今回取り上げた5組のうち、Alice Cooper、Slade、Sweet は聴いた瞬間からグラム・ロックっぽいと思えたアーティストだった。
New York Dolls はグラム・ロックというよりもプリミティヴなロックン・ロールとしての魅力に惹き付けられ、T. Rex は Marc Bolan の紡ぎだす魔法のような不思議で独特な世界観に引き摺り込まれた。
他にも、同じ特集記事では David Bowie、Roxy Music、Mott the Hoople、Silverhead も紹介されていた(Jobriath、Sha Na Na、Mud、Hello も紹介されていたような気もするが定かではない)。

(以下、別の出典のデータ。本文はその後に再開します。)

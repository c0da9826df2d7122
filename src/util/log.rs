/// 打印普通信息
#[macro_export]
macro_rules! info {
    ($($arg:tt)*) => {{
        println!($($arg)*)
    }};
}

/// 打印错误信息
#[macro_export]
macro_rules! error {
    ($($arg:tt)*) => {{
        use colored::Colorize;
        eprint!("{}", "[ERROR] ".red());
        eprintln!($($arg)*)
    }};
}

/// 打印警告信息（不中断当前操作）
#[macro_export]
macro_rules! warn {
    ($($arg:tt)*) => {{
        use colored::Colorize;
        eprint!("{}", "[WARN] ".yellow());
        eprintln!($($arg)*)
    }};
}

/// 打印 usage 提示
#[macro_export]
macro_rules! usage {
    ($($arg:tt)*) => {{
        use colored::Colorize;
        print!("{}", "💡 Usage: ".green());
        println!($($arg)*)
    }};
}

/// 打印 debug 日志（仅 verbose 模式下输出）
#[macro_export]
macro_rules! debug_log {
    ($config:expr, $($arg:tt)*) => {{
        if $config.is_verbose() {
            use colored::Colorize;
            eprint!("{}", "[DEBUG] ".dimmed());
            eprintln!($($arg)*)
        }
    }};
}

/// 在终端中渲染 Markdown 文本
#[macro_export]
macro_rules! md {
    ($($arg:tt)*) => {{
        let text = format!($($arg)*);
        $crate::util::log::render_markdown(&text);
    }};
}

/// 渲染 Markdown 文本到终端
pub fn render_markdown(text: &str) {
    termimad::print_text(text);
}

しかし、David Bowie と Roxy Music からはグラム・ロックっぽさを全く感じることができず、洗練された音楽性を持つアート・ロックのアーティストとして好きになってゆき、筆者の中ではグラム・ロックではなくプログレッシヴ・ロックに近い位置に存在するアーティストになった。
Mott the Hoople と Silverhead はグラム・ロックっぽくしようとしているけども、聴けば聴くほど The Rolling Stones や Faces に通じるオーセンティックなロックとして好きになってゆき、グラム・ロックのイメージからは遠のいていった。
結局、筆者にとってのグラム・ロックとは「プロト・グラム・メタル」であり、開き直ったような「馬鹿馬鹿しさ」、偽物のような「いかがわしさ」を持ちながらも、実は優れた作曲センスを持つ高性能なロックなのである。